What needs to be done:
Every line of the entries below from the one containing "let proj_y = y_axis" to the one containing "let (_, _, tangent)", both ends included, must be written out exactly. No other line belongs in the answer.

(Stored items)
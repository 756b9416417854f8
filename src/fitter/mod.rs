//! # Fitter configuration
//!
//! This module defines the [`FitterParams`] configuration struct and its
//! builder, which control cluster selection, quality gates, the numerical
//! tuning of the derivative engine, fixed-parameter masking, and the output
//! files of a run.
//!
//! ## Purpose
//!
//! [`FitterParams`] centralizes every tunable the
//! [`HelicalFitter`](crate::fitter::helical::HelicalFitter) reads. All values
//! are set before the run starts and are immutable afterwards; per-event
//! processing never mutates the configuration.
//!
//! ## Example
//!
//! ```rust,no_run
//! use helifit::fitter::{FitMode, FitterParams};
//!
//! let params = FitterParams::builder()
//!     .fit_mode(FitMode::FullTrack)
//!     .min_tpc_clusters(35)
//!     .min_silicon_clusters(5)
//!     .error_ceiling(1.0)
//!     .layer_error_inflation(32, 2.0)
//!     .fixed_layer(0)
//!     .data_path("mille_data.bin")
//!     .build()
//!     .unwrap();
//! # let _ = params;
//! ```

pub mod helical;

use std::collections::{HashMap, HashSet};

use ahash::RandomState;
use camino::Utf8PathBuf;

use crate::alignment::{FixedParams, GroupingConfig};
use crate::constants::{
    Centimeter, Radian, DEFAULT_DCA_CUT, DEFAULT_ERROR_CEILING, DEFAULT_FD_STEP,
    DEFAULT_MIN_SILICON_CLUSTERS, DEFAULT_MIN_TPC_CLUSTERS, DEFAULT_TANGENT_ANGLE_OFFSET, NLC,
};
use crate::helifit_errors::HelifitError;

/// Which seed container drives the fit, and whether TPC seeds are extended
/// into the silicon before the final fit.
#[derive(Debug, Clone, Copy, PartialEq, Eq)]
pub enum FitMode {
    /// Fit silicon seeds only.
    SiliconOnly,
    /// Fit TPC seeds only.
    TpcOnly,
    /// Fit TPC seeds, then associate silicon clusters within the DCA cut and
    /// refit the combined track.
    FullTrack,
}

/// Configuration of a fitting run. Build through [`FitterParams::builder`].
#[derive(Debug, Clone)]
pub struct FitterParams {
    pub fit_mode: FitMode,

    // --- Quality gates ---
    /// Minimum silicon clusters for silicon and full-track fits.
    pub min_silicon_clusters: usize,
    /// Minimum TPC clusters for TPC and full-track fits.
    pub min_tpc_clusters: usize,
    /// Minimum silicon clusters a full-track refit must pick up to count as
    /// a successful silicon match.
    pub min_silicon_for_match: usize,
    /// DCA cut (cm) for associating silicon clusters to a fitted helix.
    pub dca_cut: Centimeter,

    // --- Numerical tuning ---
    /// Central finite-difference step per helix parameter.
    pub fd_step: [f64; NLC],
    /// Angular offset for the tangent-line approximation.
    pub tangent_angle_offset: Radian,
    /// Ceiling on a cluster coordinate's error; larger means corrupted.
    pub error_ceiling: Centimeter,

    // --- Per-layer adjustments ---
    /// Error inflation factor per layer (weight de-emphasis of layers known
    /// to be misaligned).
    pub layer_error_inflation: HashMap<u8, f64, RandomState>,
    /// Layers excluded from cluster collection entirely.
    pub masked_layers: HashSet<u8, RandomState>,

    // --- Alignment policy ---
    pub grouping: GroupingConfig,
    pub fixed: FixedParams,

    // --- Outputs ---
    pub data_path: Utf8PathBuf,
    pub steering_path: Utf8PathBuf,
    pub constraint_path: Utf8PathBuf,
    /// Write the record stream as text instead of binary (debugging only).
    pub text_mode: bool,
    /// Per-cluster diagnostic CSV; disabled when `None`.
    pub diagnostics_path: Option<Utf8PathBuf>,
}

impl Default for FitterParams {
    fn default() -> Self {
        // TPC readout pads known to be unusable for alignment
        let masked_layers = [7, 22, 23, 38, 39].into_iter().collect();

        FitterParams {
            fit_mode: FitMode::SiliconOnly,
            min_silicon_clusters: DEFAULT_MIN_SILICON_CLUSTERS,
            min_tpc_clusters: DEFAULT_MIN_TPC_CLUSTERS,
            min_silicon_for_match: 3,
            dca_cut: DEFAULT_DCA_CUT,
            fd_step: [DEFAULT_FD_STEP; NLC],
            tangent_angle_offset: DEFAULT_TANGENT_ANGLE_OFFSET,
            error_ceiling: DEFAULT_ERROR_CEILING,
            layer_error_inflation: HashMap::default(),
            masked_layers,
            grouping: GroupingConfig::default(),
            fixed: FixedParams::new(),
            data_path: Utf8PathBuf::from("mille_data.bin"),
            steering_path: Utf8PathBuf::from("mille_steering.txt"),
            constraint_path: Utf8PathBuf::from("mille_global_constraints.txt"),
            text_mode: false,
            diagnostics_path: None,
        }
    }
}

impl FitterParams {
    pub fn new() -> Self {
        Self::default()
    }

    /// Create a new [`FitterParamsBuilder`] with default values.
    pub fn builder() -> FitterParamsBuilder {
        FitterParamsBuilder::new()
    }
}

/// Builder for [`FitterParams`], with validation.
#[derive(Debug, Clone, Default)]
pub struct FitterParamsBuilder {
    params: FitterParams,
}

impl FitterParamsBuilder {
    pub fn new() -> Self {
        Self::default()
    }

    pub fn fit_mode(mut self, v: FitMode) -> Self {
        self.params.fit_mode = v;
        self
    }
    pub fn min_silicon_clusters(mut self, v: usize) -> Self {
        self.params.min_silicon_clusters = v;
        self
    }
    pub fn min_tpc_clusters(mut self, v: usize) -> Self {
        self.params.min_tpc_clusters = v;
        self
    }
    pub fn min_silicon_for_match(mut self, v: usize) -> Self {
        self.params.min_silicon_for_match = v;
        self
    }
    pub fn dca_cut(mut self, v: Centimeter) -> Self {
        self.params.dca_cut = v;
        self
    }
    pub fn fd_step(mut self, v: [f64; NLC]) -> Self {
        self.params.fd_step = v;
        self
    }
    pub fn tangent_angle_offset(mut self, v: Radian) -> Self {
        self.params.tangent_angle_offset = v;
        self
    }
    pub fn error_ceiling(mut self, v: Centimeter) -> Self {
        self.params.error_ceiling = v;
        self
    }
    pub fn layer_error_inflation(mut self, layer: u8, factor: f64) -> Self {
        self.params.layer_error_inflation.insert(layer, factor);
        self
    }
    pub fn masked_layer(mut self, layer: u8) -> Self {
        self.params.masked_layers.insert(layer);
        self
    }
    pub fn grouping(mut self, v: GroupingConfig) -> Self {
        self.params.grouping = v;
        self
    }
    pub fn fixed_layer(mut self, layer: u8) -> Self {
        self.params.fixed.set_layer_fixed(layer);
        self
    }
    pub fn fixed_layer_param(mut self, layer: u8, param: u8) -> Self {
        self.params.fixed.set_layer_param_fixed(layer, param);
        self
    }
    pub fn fixed_tpc_sector(mut self, region: u8, sector: u8, side: u8) -> Self {
        self.params.fixed.set_tpc_sector_fixed(region, sector, side);
        self
    }
    pub fn data_path(mut self, v: impl Into<Utf8PathBuf>) -> Self {
        self.params.data_path = v.into();
        self
    }
    pub fn steering_path(mut self, v: impl Into<Utf8PathBuf>) -> Self {
        self.params.steering_path = v.into();
        self
    }
    pub fn constraint_path(mut self, v: impl Into<Utf8PathBuf>) -> Self {
        self.params.constraint_path = v.into();
        self
    }
    pub fn text_mode(mut self, v: bool) -> Self {
        self.params.text_mode = v;
        self
    }
    pub fn diagnostics_path(mut self, v: impl Into<Utf8PathBuf>) -> Self {
        self.params.diagnostics_path = Some(v.into());
        self
    }

    /// Finalize the builder, validating the configured parameters.
    ///
    /// Validation rules
    /// -----------------
    /// * every finite-difference step is finite and `> 0`;
    /// * `tangent_angle_offset > 0`, `error_ceiling > 0`, `dca_cut > 0`;
    /// * cluster-count gates are `>= 3` (below that no helix exists);
    /// * every error-inflation factor is finite and `> 0`.
    pub fn build(self) -> Result<FitterParams, HelifitError> {
        let p = &self.params;

        if p.fd_step.iter().any(|step| !step.is_finite() || *step <= 0.0) {
            return Err(HelifitError::InvalidFitterParameter(
                "finite-difference steps must be finite and > 0".into(),
            ));
        }
        if !(p.tangent_angle_offset.is_finite() && p.tangent_angle_offset > 0.0) {
            return Err(HelifitError::InvalidFitterParameter(
                "tangent_angle_offset must be > 0".into(),
            ));
        }
        if !(p.error_ceiling.is_finite() && p.error_ceiling > 0.0) {
            return Err(HelifitError::InvalidFitterParameter(
                "error_ceiling must be > 0".into(),
            ));
        }
        if !(p.dca_cut.is_finite() && p.dca_cut > 0.0) {
            return Err(HelifitError::InvalidFitterParameter(
                "dca_cut must be > 0".into(),
            ));
        }
        if p.min_silicon_clusters < 3 || p.min_tpc_clusters < 3 || p.min_silicon_for_match < 3 {
            return Err(HelifitError::InvalidFitterParameter(
                "cluster-count gates must be >= 3".into(),
            ));
        }
        if p
            .layer_error_inflation
            .values()
            .any(|factor| !factor.is_finite() || *factor <= 0.0)
        {
            return Err(HelifitError::InvalidFitterParameter(
                "error-inflation factors must be finite and > 0".into(),
            ));
        }

        Ok(self.params)
    }
}

#[cfg(test)]
mod tests {
    use super::*;

    #[test]
    fn defaults_build() {
        let params = FitterParams::builder().build().unwrap();
        assert_eq!(params.fit_mode, FitMode::SiliconOnly);
        assert_eq!(params.min_tpc_clusters, DEFAULT_MIN_TPC_CLUSTERS);
        assert!(params.masked_layers.contains(&22));
    }

    #[test]
    fn invalid_steps_are_rejected() {
        let result = FitterParams::builder()
            .fd_step([0.1, 0.1, 0.0, 0.1, 0.1])
            .build();
        assert!(matches!(
            result,
            Err(HelifitError::InvalidFitterParameter(_))
        ));

        let result = FitterParams::builder().fd_step([f64::NAN; NLC]).build();
        assert!(result.is_err());
    }

    #[test]
    fn gates_below_three_are_rejected() {
        assert!(FitterParams::builder().min_silicon_clusters(2).build().is_err());
        assert!(FitterParams::builder().min_tpc_clusters(0).build().is_err());
    }

    #[test]
    fn inflation_factors_are_validated() {
        let result = FitterParams::builder()
            .layer_error_inflation(10, -1.0)
            .build();
        assert!(result.is_err());
    }
}
//! # Residual derivatives with respect to local and global parameters
//!
//! The external solver wants, for each measured coordinate, the derivative
//! of the **fit** position with respect to every parameter. Measurements are
//! projected onto the sensor-plane x and y axes with the out-of-plane
//! component removed along the track tangent ([`projection_vectors`]): moving
//! along the track, a displacement out of the plane re-enters through the
//! tangent slope.
//!
//! - **Local parameters** (the five helix parameters) have no useful closed
//!   form through the tangent-line construction; [`local_derivatives`] uses
//!   central finite differences with a fixed per-parameter step. The step is
//!   deliberately not adaptive; extremely curved or nearly tangent tracks
//!   trade some discretization accuracy for predictability.
//! - **Global parameters** (three rotations, three translations of the
//!   alignment group) have exact closed forms; [`global_derivatives`]
//!   computes them analytically to avoid finite-difference noise.

use nalgebra::Vector3;

use crate::constants::{Radian, NGL, NLC};
use crate::geometry::SensorSurface;
use crate::helix::geometry::helix_surface_intersection;
use crate::helix::HelixParams;

/// Sensor-plane projection vectors for a given track tangent.
///
/// For each in-plane axis `A` and unit normal `Z`:
/// `proj_A = A - (t·A / t·Z) Z`. A tangent parallel to the plane makes the
/// division blow up; the non-finite components are caught downstream by the
/// record acceptance filter.
pub fn projection_vectors(
    surface: &SensorSurface,
    tangent: &Vector3<f64>,
) -> (Vector3<f64>, Vector3<f64>) {
    let z = surface.normal;
    let (x_axis, y_axis) = surface.in_plane_axes();

    let proj_x = x_axis - (tangent.dot(&x_axis) / tangent.dot(&z)) * z;
    let proj_y = y_axis - (tangent.dot(&y_axis) / tangent.dot(&z)) * z;
    (proj_x, proj_y)
}

/// Central finite-difference derivatives of the fit position with respect to
/// the five helix parameters, projected on the sensor plane.
///
/// Arguments
/// -----------------
/// * `surface`: the sensor the cluster was measured on.
/// * `params`: best-fit helix parameters.
/// * `global`: corrected global cluster position (expansion point).
/// * `steps`: per-parameter finite-difference step, natural units.
/// * `angle_offset`: tangent-line angular offset (see
///   [`helix_tangent`](crate::helix::geometry::helix_tangent)).
///
/// Return
/// ----------
/// * `Some((d_x, d_y))` – derivative of the fitted x/y sensor coordinate per
///   parameter – or `None` when any perturbed intersection is undefined.
pub fn local_derivatives(
    surface: &SensorSurface,
    params: &HelixParams,
    global: &Vector3<f64>,
    steps: &[f64; NLC],
    angle_offset: Radian,
) -> Option<([f64; NLC], [f64; NLC])> {
    // projections are evaluated once, at the optimum
    let (_, _, tangent) = helix_surface_intersection(surface, params, global, angle_offset)?;
    let (proj_x, proj_y) = projection_vectors(surface, &tangent);

    let base = params.as_array();
    let mut d_x = [0.0; NLC];
    let mut d_y = [0.0; NLC];

    for ip in 0..NLC {
        let mut shifted = [Vector3::zeros(), Vector3::zeros()];
        for (ipm, sign) in [1.0, -1.0].into_iter().enumerate() {
            let mut perturbed = base;
            perturbed[ip] += sign * steps[ip];
            let (intersection, _, _) = helix_surface_intersection(
                surface,
                &HelixParams::from_array(perturbed),
                global,
                angle_offset,
            )?;
            shifted[ipm] = intersection;
        }
        let slope = (shifted[0] - shifted[1]) / (2.0 * steps[ip]);

        // the solver wants the derivative of the fit, not of the residual,
        // so the sign is not flipped here
        d_x[ip] = slope.dot(&proj_x);
        d_y[ip] = slope.dot(&proj_y);
    }

    Some((d_x, d_y))
}

/// Analytic derivatives of the fit position with respect to the six global
/// alignment parameters of the sensor's group.
///
/// Index order matches the solver's label order: `[0..3]` rotations about
/// x, y, z; `[3..6]` translations along x, y, z. A translation along `u`
/// contributes `u · proj`; a rotation about `u` contributes
/// `(u × (fitpoint − center)) · proj`.
pub fn global_derivatives(
    surface: &SensorSurface,
    tangent: &Vector3<f64>,
    fitpoint: &Vector3<f64>,
) -> ([f64; NGL], [f64; NGL]) {
    let (proj_x, proj_y) = projection_vectors(surface, tangent);

    let units = [Vector3::x(), Vector3::y(), Vector3::z()];
    let om = fitpoint - surface.center;

    let mut d_x = [0.0; NGL];
    let mut d_y = [0.0; NGL];
    for (i, u) in units.iter().enumerate() {
        let lever = u.cross(&om);
        d_x[i] = lever.dot(&proj_x);
        d_y[i] = lever.dot(&proj_y);
        d_x[i + 3] = u.dot(&proj_x);
        d_y[i + 3] = u.dot(&proj_y);
    }

    (d_x, d_y)
}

The completed task:
    let proj_y = y_axis - (tangent.dot(&y_axis) / tangent.dot(&z)) * z;
    (proj_x, proj_y)
}

/// Central finite-difference derivatives of the fit position with respect to
/// the five helix parameters, projected on the sensor plane.
///
/// Arguments
/// -----------------
/// * `surface`: the sensor the cluster was measured on.
/// * `params`: best-fit helix parameters.
/// * `global`: corrected global cluster position (expansion point).
/// * `steps`: per-parameter finite-difference step, natural units.
/// * `angle_offset`: tangent-line angular offset (see
///   [`helix_tangent`](crate::helix::geometry::helix_tangent)).
///
/// Return
/// ----------
/// * `Some((d_x, d_y))` – derivative of the fitted x/y sensor coordinate per
///   parameter – or `None` when any perturbed intersection is undefined.
pub fn local_derivatives(
    surface: &SensorSurface,
    params: &HelixParams,
    global: &Vector3<f64>,
    steps: &[f64; NLC],
    angle_offset: Radian,
) -> Option<([f64; NLC], [f64; NLC])> {
    // projections are evaluated once, at the optimum
    let (_, _, tangent) = helix_surface_intersection(surface, params, global, angle_offset)?;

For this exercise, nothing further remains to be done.